Exercise. Every line that contains "ecosystem" must be located and copied from the data.

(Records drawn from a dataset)
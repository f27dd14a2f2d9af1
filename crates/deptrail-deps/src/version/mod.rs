//! Version parsing, comparison and range matching per ecosystem
//!
//! Three grammars are supported:
//! - [`semantic`]: npm / JSR ranges (`^`, `~`, comparators, `||` unions)
//! - [`rubygems`]: Bundler requirements (`~>`, comma-separated clauses)
//! - [`pep440`]: Python specifiers (`~=`, `==1.2.*`, `===`)
//!
//! Every operation is total: unparseable input never panics and never errors.
//! Comparing an invalid version yields `Ordering::Equal`, and an unreadable
//! specifier matches nothing.

pub mod pep440;
pub mod rubygems;
pub mod semantic;

use std::cmp::Ordering;

/// Version grammar of an ecosystem
#[derive(Debug, Clone, Copy, PartialEq, Eq, Hash)]
pub enum VersionGrammar {
    /// Semantic versioning with npm range syntax
    Semantic,
    /// RubyGems segment versions
    RubyGems,
    /// PEP 440 subset
    Pep440,
}

/// A version parsed by one of the grammars
#[derive(Debug, Clone, PartialEq)]
pub enum ParsedVersion {
    /// Semantic version
    Semantic(semver::Version),
    /// RubyGems version
    RubyGems(rubygems::GemVersion),
    /// PEP 440 version
    Pep440(pep440::Pep440Version),
}

impl VersionGrammar {
    /// Parse a version string
    pub fn parse(&self, version: &str) -> Option<ParsedVersion> {
        match self {
            VersionGrammar::Semantic => semantic::parse(version).map(ParsedVersion::Semantic),
            VersionGrammar::RubyGems => rubygems::GemVersion::parse(version).map(ParsedVersion::RubyGems),
            VersionGrammar::Pep440 => pep440::Pep440Version::parse(version).map(ParsedVersion::Pep440),
        }
    }

    /// Whether the string is a version in this grammar
    pub fn is_valid(&self, version: &str) -> bool {
        self.parse(version).is_some()
    }

    /// Total order on versions; `Equal` when either side is invalid
    pub fn compare(&self, a: &str, b: &str) -> Ordering {
        match self {
            VersionGrammar::Semantic => match (semantic::parse(a), semantic::parse(b)) {
                (Some(a), Some(b)) => a.cmp_precedence(&b),
                _ => Ordering::Equal,
            },
            VersionGrammar::RubyGems => {
                match (rubygems::GemVersion::parse(a), rubygems::GemVersion::parse(b)) {
                    (Some(a), Some(b)) => a.cmp(&b),
                    _ => Ordering::Equal,
                }
            }
            VersionGrammar::Pep440 => {
                match (pep440::Pep440Version::parse(a), pep440::Pep440Version::parse(b)) {
                    (Some(a), Some(b)) => a.cmp(&b),
                    _ => Ordering::Equal,
                }
            }
        }
    }

    /// Whether `version` satisfies `specifier`
    pub fn satisfies(&self, version: &str, specifier: &str) -> bool {
        match self {
            VersionGrammar::Semantic => semantic::satisfies(version, specifier),
            VersionGrammar::RubyGems => rubygems::satisfies(version, specifier),
            VersionGrammar::Pep440 => pep440::satisfies(version, specifier),
        }
    }

    /// Whether the version is a prerelease in this grammar
    pub fn is_prerelease(&self, version: &str) -> bool {
        match self {
            VersionGrammar::Semantic => semantic::is_prerelease(version),
            // Any letter marks a prerelease ("1.0.0.rc1", "2.0b1", "1.0.post1")
            VersionGrammar::RubyGems | VersionGrammar::Pep440 => {
                version.chars().any(|c| c.is_ascii_alphabetic())
            }
        }
    }

    /// Highest of the given versions; invalid versions are ignored
    pub fn max_version<'a, I>(&self, versions: I) -> Option<&'a str>
    where
        I: IntoIterator<Item = &'a str>,
    {
        versions
            .into_iter()
            .filter(|v| self.is_valid(v))
            .fold(None, |best, v| match best {
                Some(b) if self.compare(v, b) != Ordering::Greater => Some(b),
                _ => Some(v),
            })
    }

    /// Highest stable version satisfying `specifier`, or `current` when none does
    pub fn wanted(&self, current: &str, specifier: &str, available: &[String]) -> String {
        self.max_version(
            available
                .iter()
                .map(String::as_str)
                .filter(|v| !self.is_prerelease(v) && self.satisfies(v, specifier)),
        )
        .unwrap_or(current)
        .to_string()
    }

    /// Registry latest tag when it is a stable version, else the highest stable version
    pub fn latest(&self, tag: Option<&str>, available: &[String]) -> Option<String> {
        if let Some(tag) = tag {
            if self.is_valid(tag) && !self.is_prerelease(tag) {
                return Some(tag.to_string());
            }
        }
        self.max_version(
            available
                .iter()
                .map(String::as_str)
                .filter(|v| !self.is_prerelease(v)),
        )
        .map(str::to_string)
    }
}


#[cfg(test)]
mod proptests {
    use super::*;
    use proptest::prelude::*;

    fn grammar() -> impl Strategy<Value = VersionGrammar> {
        prop_oneof![
            Just(VersionGrammar::Semantic),
            Just(VersionGrammar::RubyGems),
            Just(VersionGrammar::Pep440),
        ]
    }

    proptest! {
        #[test]
        fn compare_is_antisymmetric(
            g in grammar(),
            a in r"[0-9]{1,3}\.[0-9]{1,3}\.[0-9]{1,3}",
            b in r"[0-9]{1,3}\.[0-9]{1,3}\.[0-9]{1,3}"
        ) {
            prop_assert_eq!(g.compare(&a, &b), g.compare(&b, &a).reverse());
        }

        #[test]
        fn compare_is_reflexive(
            g in grammar(),
            version in r"[0-9]{1,3}\.[0-9]{1,3}\.[0-9]{1,3}"
        ) {
            prop_assert_eq!(g.compare(&version, &version), Ordering::Equal);
        }

        #[test]
        fn compare_is_transitive(
            g in grammar(),
            a in r"[0-9]{1,2}\.[0-9]{1,2}\.[0-9]{1,2}",
            b in r"[0-9]{1,2}\.[0-9]{1,2}\.[0-9]{1,2}",
            c in r"[0-9]{1,2}\.[0-9]{1,2}\.[0-9]{1,2}"
        ) {
            if g.compare(&a, &b) == Ordering::Less && g.compare(&b, &c) == Ordering::Less {
                prop_assert_eq!(g.compare(&a, &c), Ordering::Less);
            }
        }

        #[test]
        fn caret_keeps_major_and_floor(
            major in 1u64..50,
            minor in 0u64..50,
            patch in 0u64..50,
            v_major in 0u64..60,
            v_minor in 0u64..60,
            v_patch in 0u64..60
        ) {
            let base = format!("{major}.{minor}.{patch}");
            let version = format!("{v_major}.{v_minor}.{v_patch}");
            let expected = v_major == major
                && (v_minor, v_patch) >= (minor, patch);
            prop_assert_eq!(
                VersionGrammar::Semantic.satisfies(&version, &format!("^{base}")),
                expected
            );
        }

        #[test]
        fn wanted_never_below_satisfying_current(
            versions in proptest::collection::vec(r"[0-9]{1,2}\.[0-9]{1,2}\.[0-9]{1,2}", 1..8)
        ) {
            let g = VersionGrammar::Semantic;
            let current = versions[0].clone();
            let wanted = g.wanted(&current, "*", &versions);
            prop_assert_ne!(g.compare(&wanted, &current), Ordering::Less);
        }
    }
}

Answer to this task.
//! Version parsing, comparison and range matching per ecosystem
/// Version grammar of an ecosystem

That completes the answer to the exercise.